So that the copy matches the original, retype each line of the material below exactly.

PROVIDED RECORDS: Begin

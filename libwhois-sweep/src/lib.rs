mod cname;
mod http;
pub mod package;
pub mod publish;
mod ratelimit;
mod retry;
mod sweeper;
mod table;
pub mod tlds;
mod types;
mod whois;

pub use cname::{alias_name, CnameSource, DnsCnameProbe, NoRecordError};
pub use http::create_http_client;
pub use package::{Package, PackageError, PackageManifest, PackageSettings};
pub use publish::{PublishError, RegistryPublisher};
pub use ratelimit::QueryPacer;
pub use retry::{RetryPolicy, RetryingResolver};
pub use sweeper::{SweepError, Sweeper};
pub use table::WhoisResultTable;
pub use tlds::{fetch_iana_tlds, TldError};
pub use types::{ResolutionOutcome, SweepConfig, UnresolvedReason};
pub use whois::{extract_whois_server, ProbeError, TcpWhoisProbe, WhoisSource};

/// Resolves the WHOIS server of every given TLD with the default settings.
pub async fn sweep<I>(tlds: I) -> Result<WhoisResultTable, SweepError>
where
    I: IntoIterator<Item = String>,
{
    Ok(Sweeper::new()?.sweep(tlds).await)
}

PROVIDED RECORDS: End

→ EXERCISE OUTPUT:
filename libwhois-sweep/src/lib.rs
mod cname;
mod http;
pub mod package;
pub mod publish;
mod ratelimit;
mod retry;
mod sweeper;
mod table;
pub mod tlds;
mod types;
mod whois;

pub use cname::{alias_name, CnameSource, DnsCnameProbe, NoRecordError};
pub use http::create_http_client;
pub use package::{Package, PackageError, PackageManifest, PackageSettings};
pub use publish::{PublishError, RegistryPublisher};
pub use ratelimit::QueryPacer;
pub use retry::{RetryPolicy, RetryingResolver};
pub use sweeper::{SweepError, Sweeper};
pub use table::WhoisResultTable;
pub use tlds::{fetch_iana_tlds, TldError};
pub use types::{ResolutionOutcome, SweepConfig, UnresolvedReason};
pub use whois::{extract_whois_server, ProbeError, TcpWhoisProbe, WhoisSource};

/// Resolves the WHOIS server of every given TLD with the default settings.
pub async fn sweep<I>(tlds: I) -> Result<WhoisResultTable, SweepError>
where
    I: IntoIterator<Item = String>,
{
    Ok(Sweeper::new()?.sweep(tlds).await)
}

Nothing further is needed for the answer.